**Records shown:**
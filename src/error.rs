//! Error types for dataset acquisition and batching.

use std::io;
use std::path::{Path, PathBuf};

use thiserror::Error;

use crate::dataset::Split;

/// Result type for acquisition and batching operations.
pub type Result<T> = std::result::Result<T, DatasetError>;

/// Errors that can occur while acquiring, caching, or batching a dataset.
#[derive(Debug, Error)]
pub enum DatasetError {
    /// Transfer failed or was interrupted. The message carries the full
    /// context; `uri` is kept separately for callers that match on it.
    #[error("{message}")]
    Network {
        /// Remote URI of the failed transfer, empty when no transfer started.
        uri: String,
        /// Human-readable cause.
        message: String,
    },

    /// Cannot create a cache directory or place a completed file at its
    /// cache path.
    #[error("storage error at {path}: {source}")]
    Storage {
        /// Path the operation was targeting.
        path: PathBuf,
        /// Underlying I/O failure.
        source: io::Error,
    },

    /// The split concept does not exist for this dataset. Distinct from a
    /// defined split that decodes to zero records.
    #[error("dataset {dataset} does not define a {split} split")]
    UnsupportedSplit {
        /// Dataset name.
        dataset: String,
        /// The split that was requested.
        split: Split,
    },

    /// Batch size must be positive.
    #[error("batch size must be positive, got 0")]
    ZeroBatchSize,

    /// The decoder collaborator rejected the downloaded bytes.
    #[error("failed to decode {name}: {message}")]
    Decode {
        /// Dataset or file name being decoded.
        name: String,
        /// Decoder-reported cause.
        message: String,
    },

    /// Feature and label sequences of a paired collection differ in length.
    #[error("feature/label count mismatch: {features} features vs {labels} labels")]
    LengthMismatch {
        /// Number of feature records.
        features: usize,
        /// Number of labels.
        labels: usize,
    },
}

impl DatasetError {
    /// Build a network error for a failed transfer of `uri`.
    #[must_use]
    pub fn network(uri: &str, message: impl Into<String>) -> Self {
        Self::Network { uri: uri.to_string(), message: message.into() }
    }

    /// Build a storage error for an I/O failure at `path`.
    #[must_use]
    pub fn storage(path: &Path, source: io::Error) -> Self {
        Self::Storage { path: path.to_path_buf(), source }
    }

    /// Whether this error is a contract misuse by the caller rather than an
    /// environmental failure.
    #[must_use]
    pub fn is_usage(&self) -> bool {
        matches!(self, Self::ZeroBatchSize)
    }
}

#[cfg(test)]
mod tests {
    use super::*;

    #[test]
    fn test_zero_batch_size_is_usage() {
        assert!(DatasetError::ZeroBatchSize.is_usage());
    }

    #[test]
    fn test_network_is_not_usage() {
        let err = DatasetError::network("https://example.com/a", "connection reset");
        assert!(!err.is_usage());
    }

    #[test]
    fn test_unsupported_split_display() {
        let err = DatasetError::UnsupportedSplit {
            dataset: "iris".into(),
            split: Split::Validation,
        };
        let msg = err.to_string();
        assert!(msg.contains("iris"));
        assert!(msg.contains("validation"));
    }

    #[test]
    fn test_storage_display_includes_path() {
        let io_err = io::Error::new(io::ErrorKind::PermissionDenied, "denied");
        let err = DatasetError::storage(Path::new("/tmp/cache/mnist"), io_err);
        assert!(err.to_string().contains("/tmp/cache/mnist"));
    }

    #[test]
    fn test_all_error_variants_display() {
        let errors: Vec<DatasetError> = vec![
            DatasetError::network("https://example.com", "timed out"),
            DatasetError::storage(Path::new("p"), io::Error::other("disk full")),
            DatasetError::UnsupportedSplit { dataset: "d".into(), split: Split::Test },
            DatasetError::ZeroBatchSize,
            DatasetError::Decode { name: "n".into(), message: "bad magic".into() },
            DatasetError::LengthMismatch { features: 3, labels: 2 },
        ];

        for err in errors {
            assert!(!err.to_string().is_empty(), "empty display for {err:?}");
        }
    }
}
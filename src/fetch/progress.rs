//! Transfer progress reporting.

use std::io::{self, Write};
use std::time::{Duration, Instant};

/// A snapshot of an in-flight transfer.
///
/// The ETA is advisory: it is `None` until the completion fraction is
/// positive, and callers must treat a missing estimate as "not yet
/// available", never as a failure.
#[derive(Debug, Clone, Copy, PartialEq)]
pub struct TransferProgress {
    /// Bytes written to local storage so far.
    pub bytes_written: u64,
    /// Total bytes announced by the remote end, when known.
    pub bytes_expected: Option<u64>,
    /// Completion fraction in `[0, 1]`, when the total is known.
    pub fraction: Option<f64>,
    /// Estimated time remaining, `elapsed * (1 - fraction) / fraction`.
    pub eta: Option<Duration>,
}

/// Wall-clock reference for one transfer, started when the transfer starts.
#[derive(Debug, Clone, Copy)]
pub struct TransferClock {
    started: Instant,
}

impl TransferClock {
    /// Start the clock.
    #[must_use]
    pub fn start() -> Self {
        Self { started: Instant::now() }
    }

    /// Turn a raw `(written, expected)` report into a progress snapshot.
    #[must_use]
    pub fn sample(&self, bytes_written: u64, bytes_expected: Option<u64>) -> TransferProgress {
        let fraction = bytes_expected
            .filter(|&total| total > 0)
            .map(|total| (bytes_written as f64 / total as f64).min(1.0));

        let eta = fraction.and_then(|f| {
            if f <= 0.0 {
                return None;
            }
            let elapsed = self.started.elapsed().as_secs_f64();
            let remaining = elapsed * (1.0 - f) / f;
            remaining.is_finite().then(|| Duration::from_secs_f64(remaining.max(0.0)))
        });

        TransferProgress { bytes_written, bytes_expected, fraction, eta }
    }
}

/// Format a duration in seconds as a human-readable string.
#[must_use]
pub fn format_duration(secs: f64) -> String {
    if secs < 60.0 {
        format!("{secs:.0}s")
    } else if secs < 3600.0 {
        let mins = (secs / 60.0).floor();
        let s = (secs % 60.0).floor();
        format!("{mins}m {s:02.0}s")
    } else {
        let hours = (secs / 3600.0).floor();
        let mins = ((secs % 3600.0) / 60.0).floor();
        format!("{hours}h {mins:02.0}m")
    }
}

/// Console progress bar for transfers. Purely cosmetic.
#[derive(Debug, Clone)]
pub struct ProgressBar {
    width: usize,
}

impl Default for ProgressBar {
    fn default() -> Self {
        Self { width: 40 }
    }
}

impl ProgressBar {
    /// Create a bar with the default width.
    #[must_use]
    pub fn new() -> Self {
        Self::default()
    }

    /// Set the bar width in characters.
    #[must_use]
    pub fn with_width(mut self, width: usize) -> Self {
        self.width = width.max(1);
        self
    }

    /// Render one progress snapshot as a single line.
    #[must_use]
    pub fn render(&self, progress: &TransferProgress) -> String {
        match progress.fraction {
            Some(fraction) => {
                let filled = (fraction * self.width as f64).round() as usize;
                let filled = filled.min(self.width);
                let bar: String = "-".repeat(filled) + &" ".repeat(self.width - filled);
                let percent = (fraction * 100.0).round() as u32;
                let eta = match progress.eta {
                    Some(eta) => format_duration(eta.as_secs_f64()),
                    None => "--".to_string(),
                };
                format!("[{bar}] {percent}% ETA: {eta}")
            }
            None => {
                let bar = " ".repeat(self.width);
                format!("[{bar}] {} bytes", progress.bytes_written)
            }
        }
    }

    /// Draw the snapshot in place, overwriting the previous line.
    pub fn draw(&self, progress: &TransferProgress) {
        // Trailing spaces clear leftovers of a longer previous line.
        print!("\r{}          ", self.render(progress));
        let _ = io::stdout().flush();
    }

    /// Terminate the in-place line.
    pub fn finish(&self) {
        println!();
    }
}
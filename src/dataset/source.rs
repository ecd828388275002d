//! Declarative dataset source: which remote files each split needs.

use crate::error::{DatasetError, Result};

use super::info::DatasetInfo;
use super::split::Split;

/// One remote file of a dataset: where it lives and what it is cached as.
#[derive(Debug, Clone)]
pub struct RemoteFile {
    /// Remote URI to fetch.
    pub uri: String,
    /// File name under the dataset's cache directory.
    pub file_name: String,
}

impl RemoteFile {
    /// Describe a remote file.
    pub fn new(uri: impl Into<String>, file_name: impl Into<String>) -> Self {
        Self { uri: uri.into(), file_name: file_name.into() }
    }
}

/// Catalog entry for a dataset: metadata plus per-split file lists.
///
/// A split with no files is a split the dataset does not define — requesting
/// it is an [`UnsupportedSplit`](DatasetError::UnsupportedSplit) error,
/// distinct from a defined split that decodes to zero records.
#[derive(Debug, Clone)]
pub struct DatasetSource {
    name: String,
    cache_name: String,
    info: DatasetInfo,
    train: Vec<RemoteFile>,
    validation: Vec<RemoteFile>,
    test: Vec<RemoteFile>,
}

impl DatasetSource {
    /// Create a source with no splits defined yet.
    pub fn new(name: impl Into<String>, cache_name: impl Into<String>, info: DatasetInfo) -> Self {
        Self {
            name: name.into(),
            cache_name: cache_name.into(),
            info,
            train: Vec::new(),
            validation: Vec::new(),
            test: Vec::new(),
        }
    }

    /// Define the training split's files.
    #[must_use]
    pub fn with_train(mut self, files: Vec<RemoteFile>) -> Self {
        self.train = files;
        self
    }

    /// Define the validation split's files.
    #[must_use]
    pub fn with_validation(mut self, files: Vec<RemoteFile>) -> Self {
        self.validation = files;
        self
    }

    /// Define the test split's files.
    #[must_use]
    pub fn with_test(mut self, files: Vec<RemoteFile>) -> Self {
        self.test = files;
        self
    }

    /// Dataset name.
    #[must_use]
    pub fn name(&self) -> &str {
        &self.name
    }

    /// Directory name under the cache base directory.
    #[must_use]
    pub fn cache_name(&self) -> &str {
        &self.cache_name
    }

    /// Descriptive metadata.
    #[must_use]
    pub fn info(&self) -> &DatasetInfo {
        &self.info
    }

    /// Whether the dataset defines `split`.
    ///
    /// `All` is supported as soon as any concrete split is defined.
    #[must_use]
    pub fn supports(&self, split: Split) -> bool {
        match split {
            Split::Train => !self.train.is_empty(),
            Split::Validation => !self.validation.is_empty(),
            Split::Test => !self.test.is_empty(),
            Split::All => {
                !(self.train.is_empty() && self.validation.is_empty() && self.test.is_empty())
            }
        }
    }

    /// The files `split` requires, in declaration order.
    ///
    /// `All` yields every defined split's files, train first.
    ///
    /// # Errors
    ///
    /// Returns an unsupported-split error when the dataset does not define
    /// `split`.
    pub fn files(&self, split: Split) -> Result<Vec<&RemoteFile>> {
        if !self.supports(split) {
            return Err(DatasetError::UnsupportedSplit { dataset: self.name.clone(), split });
        }

        Ok(match split {
            Split::Train => self.train.iter().collect(),
            Split::Validation => self.validation.iter().collect(),
            Split::Test => self.test.iter().collect(),
            Split::All => {
                self.train.iter().chain(&self.validation).chain(&self.test).collect()
            }
        })
    }
}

**Task description:**
Where the listing above reaches the line that contains "a remote file.", start retyping, and finish with the line that contains "define — requesting"; reproduce those lines exactly and no others.

**Exercise answer:**
    /// Describe a remote file.
    pub fn new(uri: impl Into<String>, file_name: impl Into<String>) -> Self {
        Self { uri: uri.into(), file_name: file_name.into() }
    }
}

/// Catalog entry for a dataset: metadata plus per-split file lists.
///
/// A split with no files is a split the dataset does not define — requesting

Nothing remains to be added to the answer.